Lakshmi Mills Company Ltd. Accounting Policy

REPORT ON CORPORATE GOVERNANCE

PHILOSOPHY ON CODE OF GOVERNANCE

Lakshmi Mills is committed to sound practice of corporate functioning and maximise Customer satisfaction by offering the Quality Products at the right time at the reasonable price with the right service and comply with all regulations as applicable from time to time. At Lakshmi Mills the pursuit of perfection is an on-going process enabling it to look back with immense satisfaction on its past achievements and look forward with confidence to a promising and challenging future. The strategy is always to maintain the position of leadership through a systematic initiative in the product development giving the customers a quality product and to ensure high ethical standard in all its business activities.

BOARD OF DIRECTORS

In order to enable the Board to discharge its responsibilities and to have the operations effectively all statutory, significant and material information are placed before the Board on a quarterly basis.

BOARD MEETINGS AND ATTENDANCE

Four Board meetings were held on 26.05.2014, 25.07.2014, 10.11.2014 and 11.02.2015 during the period 1st April 2014 to 31st March 2015.

The figures within brackets denote the number of meetings held during the period 1st April 2014 to 31st March, 2015.

Directors' Induction and Familiarization

The Management ensures that induction and familiarization programmes are provided to Directors. The management provides information such as specific project, activity or process of the Company at the meeting of Board of Directors or otherwise.

The induction process is designed to:

a. build an understanding of businesses and the markets and regulatory environment in which it operates;

b. provide an appreciation of the role and responsibilities of the Director;

c. fully equip Directors to perform their role on the Board effectively; and

d. develop understanding of Company's people and its key stakeholder relationships.

Upon appointment, Directors receive a Letter of Appointment setting out in detail, the terms of appointment, duties, responsibilities and expected time commitments. The letter of appointment of Independent Directors has been posted on the Company's website - www.lakshmimills.com

In addition to the extensive familiarization programme, the Independent Directors are also taken through various business and functional sessions in the Board meetings including the Board meetings to discuss strategy.

INDEPENDENT DIRECTORS MEETING

During the year under review, the Independent Directors met on 11.02.2015, inter alia, to discuss:

1. Evaluation of the performance of Non Independent Directors and the Board of Directors as a Whole;

2. Evaluation of the performance of the Chairman of the Company, taking into account the views of the Executive and Non Executive Directors.

3. Evaluation of the quality, content and timelines of flow of information between the management and the Board that is necessary for the Board to effectively and reasonably perform its duties.

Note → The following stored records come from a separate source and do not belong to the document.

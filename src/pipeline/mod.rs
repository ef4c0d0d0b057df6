//! Pipeline module orchestrating a whole mirroring run.
//!
//! - `config` - The validated [`PipelineConfig`] and its [`RepoSpec`] entries
//! - `builder` - [`PipelineBuilder`] for the settings that are not part of the config file
//! - `pipeline` - The [`Pipeline`] driving the fetch and download phases
//! - `outcome` - The [`Outcome`] collecting the result of every unit of work
//!
//! # Examples
//!
//! ```rust,no_run
//! use ghdl::pipeline::{PipelineBuilder, PipelineConfig};
//! use tokio_util::sync::CancellationToken;
//!
//! # async fn example() -> Result<(), Box<dyn std::error::Error>> {
//! let config = PipelineConfig::from_path("ghdl.json")?;
//! let pipeline = PipelineBuilder::new().build(config)?;
//!
//! let cancel = CancellationToken::new();
//! let success = pipeline.run(&cancel).await?;
//! println!("success: {}", success);
//! # Ok(())
//! # }
//! ```

pub mod builder;
pub mod config;
pub mod outcome;
pub mod pipeline;

pub use builder::{DownloadCallback, PipelineBuilder};
pub use config::{PipelineConfig, RepoSpec, DEFAULT_CONCURRENCY};
pub use outcome::{Outcome, Phase};
pub use pipeline::Pipeline;

use crate::error::Result;
use serde_json::Value;
use tokio_util::sync::CancellationToken;

/// Validate `config` and run a pipeline with the default builder settings.
pub async fn run(config: &Value, cancel: &CancellationToken) -> Result<bool> {
    PipelineBuilder::new().run(config, cancel).await
}
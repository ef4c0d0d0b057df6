//! Full-match filename patterns.

use crate::error::ConfigError;
use regex::Regex;
use std::fmt;

/// An ordered set of regular expressions that must match a whole filename.
///
/// `app-.*` matches `app-linux.tar.gz` but `linux` does not, since a pattern
/// never matches a substring.
#[derive(Clone, Default)]
pub struct PatternSet {
    /// Source expressions, as configured.
    sources: Vec<String>,
    /// Anchored compiled expressions, same order as `sources`.
    compiled: Vec<Regex>,
}

impl PatternSet {
    /// Compiles every expression, failing on the first invalid one.
    pub fn new<I, S>(patterns: I) -> Result<Self, ConfigError>
    where
        I: IntoIterator<Item = S>,
        S: AsRef<str>,
    {
        let mut set = PatternSet::default();
        for pattern in patterns {
            let pattern = pattern.as_ref();
            // Errors are reported against the expression as written.
            Regex::new(pattern).map_err(|source| ConfigError::InvalidPattern {
                pattern: pattern.to_string(),
                source,
            })?;
            let anchored = Regex::new(&format!("^(?:{})$", pattern)).map_err(|source| {
                ConfigError::InvalidPattern {
                    pattern: pattern.to_string(),
                    source,
                }
            })?;
            set.sources.push(pattern.to_string());
            set.compiled.push(anchored);
        }
        Ok(set)
    }

    /// Returns `true` if no pattern is configured.
    pub fn is_empty(&self) -> bool {
        self.compiled.is_empty()
    }

    /// Number of patterns.
    pub fn len(&self) -> usize {
        self.compiled.len()
    }

    /// Returns `true` if any pattern matches the whole `name`.
    ///
    /// An empty set matches nothing.
    pub fn full_match(&self, name: &str) -> bool {
        self.compiled.iter().any(|re| re.is_match(name))
    }

    /// Asset selection rule: an empty set selects everything.
    pub fn selects(&self, name: &str) -> bool {
        self.is_empty() || self.full_match(name)
    }
}

impl fmt::Debug for PatternSet {
    fn fmt(&self, f: &mut fmt::Formatter<'_>) -> fmt::Result {
        f.debug_list().entries(&self.sources).finish()
    }
}
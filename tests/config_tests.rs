//! Tests for configuration loading and rejection at the run boundary.

use ghdl::{ConfigError, PipelineConfig};
use serde_json::json;
use tokio_util::sync::CancellationToken;
use wiremock::{Mock, MockServer, ResponseTemplate};

mod common;
use common::helpers::*;

async fn mount_no_requests(server: &MockServer) {
    Mock::given(wiremock::matchers::any())
        .respond_with(ResponseTemplate::new(200))
        .expect(0)
        .mount(server)
        .await;
}

#[tokio::test]
async fn test_missing_repos_makes_no_requests() {
    let server = MockServer::start().await;
    mount_no_requests(&server).await;

    let temp_dir = create_temp_dir();
    let out = out_dir(&temp_dir);
    let config = json!({ "dir": out.to_string_lossy() });

    let success = create_test_builder(&server)
        .run(&config, &CancellationToken::new())
        .await
        .unwrap();

    assert!(!success);
    assert!(!out.exists());
}

#[tokio::test]
async fn test_repos_not_a_list_makes_no_requests() {
    let server = MockServer::start().await;
    mount_no_requests(&server).await;

    let temp_dir = create_temp_dir();
    let out = out_dir(&temp_dir);
    let config = json!({ "dir": out.to_string_lossy(), "repos": "acme/tool" });

    let success = create_test_builder(&server)
        .run(&config, &CancellationToken::new())
        .await
        .unwrap();

    assert!(!success);
    assert!(!out.exists());
}

#[tokio::test]
async fn test_invalid_filter_rejects_repo() {
    let server = MockServer::start().await;
    mount_no_requests(&server).await;

    let temp_dir = create_temp_dir();
    let out = out_dir(&temp_dir);
    let config = single_repo_config(&out, &["app-(.*"]);

    let success = create_test_builder(&server)
        .run(&config, &CancellationToken::new())
        .await
        .unwrap();

    assert!(!success);
    assert!(list_dir(&out).is_empty());
}

#[tokio::test]
async fn test_empty_repos_is_a_successful_noop() {
    let server = MockServer::start().await;
    mount_no_requests(&server).await;

    let temp_dir = create_temp_dir();
    let out = out_dir(&temp_dir);
    let config = json!({ "dir": out.to_string_lossy(), "repos": [] });

    let success = create_test_builder(&server)
        .run(&config, &CancellationToken::new())
        .await
        .unwrap();

    assert!(success);
    assert!(!out.exists());
}

#[test]
fn test_config_from_file() {
    let temp_dir = create_temp_dir();
    let path = temp_dir.path().join("ghdl.json");
    std::fs::write(
        &path,
        r#"{
            "overwrite": false,
            "dir": "assets",
            "token": "secret",
            "concurrency": 2,
            "repos": [
                { "owner": "acme", "repo": "tool", "filters": [".*\\.deb"] },
                { "owner": "acme", "repo": "lib", "token": "own" }
            ]
        }"#,
    )
    .unwrap();

    let config = PipelineConfig::from_path(&path).unwrap();

    assert!(!config.overwrite);
    assert_eq!(config.dir, std::path::PathBuf::from("assets"));
    assert_eq!(config.concurrency, 2);
    assert_eq!(config.repos.len(), 2);
    assert_eq!(config.repos[0].token, "secret");
    assert_eq!(config.repos[1].token, "own");
    assert!(config.repos[0].patterns.full_match("tool_1.0_amd64.deb"));
    assert!(config.repos[1].patterns.is_empty());
}

#[test]
fn test_config_file_errors() {
    let temp_dir = create_temp_dir();

    let missing = PipelineConfig::from_path(temp_dir.path().join("missing.json"));
    assert!(matches!(missing, Err(ConfigError::Read { .. })));

    let path = temp_dir.path().join("broken.json");
    std::fs::write(&path, "{ not json").unwrap();
    let broken = PipelineConfig::from_path(&path);
    assert!(matches!(broken, Err(ConfigError::Json { .. })));

    let path = temp_dir.path().join("list.json");
    std::fs::write(&path, "[]").unwrap();
    let list = PipelineConfig::from_path(&path);
    assert!(matches!(list, Err(ConfigError::NotAnObject)));
}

All the independent Directors were present at the meeting.

COMMITTEE OF DIRECTORS

The Board has constituted the following Committee of Directors to deal with matters referred to it for timely decisions:

Audit Committee

Apart from all the matters provided in clause 49 of the Listing Agreement and Section 177 of the Companies Act 2013, the Audit committee reviews reports of the internal auditor, meets statutory auditors as and when required and discusses their findings, suggestions, observations and other related matters. It also reviews major accounting policies followed by the company, compliance of adequate internal control system, Accounting Standards and financial disclosure and other issues conforming to the requirements specified by the Companies Act, 2013 and by the Stock Exchanges in terms of Listing Agreement.

The Committee comprises of the following four Non-Executive Directors as members:

1. Sri Satish Ajmera - Chairman

2. Sri D. Rajendran - Member

3. Sri R. Santharam - Member

4. Sri V.S. Velayutham - Member

Sri N. Singaravel, Company Secretary is the Secretary of the Audit Committee.

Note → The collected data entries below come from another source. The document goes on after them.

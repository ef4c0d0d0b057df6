//! Progress bar styling and configuration options.
//!
//! There are two kinds of bars: the main bar counts completed assets, the
//! child bars show the bytes of each asset being downloaded.
//!
//! # Examples
//!
//! ```rust
//! use ghdl::progress::{ProgressBarOpts, StyleOptions};
//!
//! // Main bar stays on screen, child bars are cleared once complete.
//! let visible = StyleOptions::default();
//! assert!(visible.is_enabled());
//!
//! let hidden = StyleOptions::new(ProgressBarOpts::hidden(), ProgressBarOpts::hidden());
//! assert!(!hidden.is_enabled());
//! ```

use indicatif::{ProgressBar, ProgressStyle};
use tracing::warn;

/// Define the progress style options.
///
/// By default, the main progress bar will stay on the screen upon completion,
/// but the child ones will be cleared once complete.
#[derive(Debug, Clone)]
pub struct StyleOptions {
    /// Style options for the main progress bar.
    pub(crate) main: ProgressBarOpts,
    /// Style options for the child progress bar(s).
    pub(crate) child: ProgressBarOpts,
}

impl Default for StyleOptions {
    fn default() -> Self {
        Self {
            main: ProgressBarOpts {
                template: Some(ProgressBarOpts::TEMPLATE_ASSETS.into()),
                progress_chars: Some("█▉▊▋▌▍▎▏  ".into()),
                enabled: true,
                clear: false,
            },
            child: ProgressBarOpts::with_bytes_style(),
        }
    }
}

impl StyleOptions {
    /// Create new [`StyleOptions`].
    pub fn new(main: ProgressBarOpts, child: ProgressBarOpts) -> Self {
        Self { main, child }
    }

    /// Style options with every bar hidden.
    pub fn hidden() -> Self {
        Self::new(ProgressBarOpts::hidden(), ProgressBarOpts::hidden())
    }

    /// Return `false` if neither the main nor the child bar is enabled.
    pub fn is_enabled(&self) -> bool {
        self.main.enabled || self.child.enabled
    }

    /// Get a reference to the main progress bar options.
    pub fn main(&self) -> &ProgressBarOpts {
        &self.main
    }

    /// Get a reference to the child progress bar options.
    pub fn child(&self) -> &ProgressBarOpts {
        &self.child
    }
}

/// Define the options for a progress bar.
#[derive(Debug, Clone)]
pub struct ProgressBarOpts {
    /// Progress bar template string.
    template: Option<String>,
    /// Progression characters set.
    ///
    /// There must be at least 3 characters for the following states:
    /// "filled", "current", and "to do".
    progress_chars: Option<String>,
    /// Enable or disable the progress bar.
    pub(crate) enabled: bool,
    /// Clear the progress bar once completed.
    pub(crate) clear: bool,
}

impl Default for ProgressBarOpts {
    fn default() -> Self {
        Self {
            template: None,
            progress_chars: None,
            enabled: true,
            clear: true,
        }
    }
}

impl ProgressBarOpts {
    /// Template of the main bar: assets completed out of the assets queued.
    pub const TEMPLATE_ASSETS: &'static str =
        "{bar:40.blue} {pos:>}/{len} assets ({percent}%) eta {eta_precise:.blue}";
    /// Template of an asset bar: bytes, transfer rate and the asset name.
    pub const TEMPLATE_BYTES: &'static str =
        "{bar:40.green/black} {bytes:>11.green}/{total_bytes:<11.green} {bytes_per_sec:>13.red} {msg}";

    /// Create a new [`ProgressBarOpts`].
    pub fn new(
        template: Option<String>,
        progress_chars: Option<String>,
        enabled: bool,
        clear: bool,
    ) -> Self {
        Self {
            template,
            progress_chars,
            enabled,
            clear,
        }
    }

    /// Create a [`ProgressStyle`] based on the provided options.
    ///
    /// An invalid template falls back to the default bar.
    pub fn to_progress_style(self) -> ProgressStyle {
        let mut style = ProgressStyle::default_bar();
        if let Some(template) = self.template {
            match ProgressStyle::default_bar().template(&template) {
                Ok(templated) => style = templated,
                Err(e) => warn!("Invalid progress bar template \"{}\": {}", template, e),
            }
        }
        if let Some(progress_chars) = self.progress_chars {
            style = style.progress_chars(&progress_chars);
        }
        style
    }

    /// Create a [`ProgressBar`] based on the provided options.
    pub fn to_progress_bar(self, len: u64) -> ProgressBar {
        if !self.enabled {
            return ProgressBar::hidden();
        }

        let style = self.to_progress_style();
        ProgressBar::new(len).with_style(style)
    }

    /// Options for a per-asset byte counter, cleared once the asset completes.
    pub fn with_bytes_style() -> Self {
        Self {
            template: Some(ProgressBarOpts::TEMPLATE_BYTES.into()),
            progress_chars: Some("━╾╴─".into()),
            enabled: true,
            clear: true,
        }
    }

    /// Create a new [`ProgressBarOpts`] which hides the progress bars.
    pub fn hidden() -> Self {
        Self {
            enabled: false,
            ..ProgressBarOpts::default()
        }
    }
}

Four meetings were held on 26.05.2014, 25.07.2014, 10.11.2014 and 11.02.2015 during the financial year ended 31st March 2015 and details of attendance were furnished elsewhere in this Report.

Nomination and Remuneration Committee

The terms of reference of the committee are as follows:

1. Formulation of the criteria for determining qualifications, positive attributes and independence of a director and recommend to the Board a policy, relating to the remuneration of the directors, key managerial personnel and other employees;

2. Formulation of criteria for evaluation of Independent Directors and the Board;

3. Devising a policy on Board diversity;

4. Identifying persons who are qualified to become directors and who may be appointed in senior management in accordance with the criteria laid down, and recommend to the Board their appointment and removal.

The remuneration policy as adopted by the company envisages payment of remuneration according to qualification, experience and performance at different levels of the organization. The remuneration policy of the company has been annexed to the Boards' Report and can be accessed on the website of the Company at the link <http://www.lakshmimills.com/policies.html>

The Committee comprises of the following four Non-Executive Directors as members and the committee has met 3 times on 25.07.2014, 10.11.2014 and 11.02.2015 during the financial year ended 31st March 2015. The details of attendance were furnished elsewhere in this Report.

1. Sri D. Rajendran - Chairman

2. Sri Satish Ajmera - Member

3. Sri R. Santharam - Member

4. Sri V.S. Velayutham - Member

Stakeholders Relationship Committee

In compliance with SEBI guidelines on Corporate Governance as well as clause 49 of the Listing Agreement, the Committee was reconstituted on 30.07.2010 to specifically look into redressal of shareholders/Investors complaints, regarding transfer of shares, non-receipt of annual reports, dividend warrants, share certificates etc., and also the action taken by the Company on the above matters.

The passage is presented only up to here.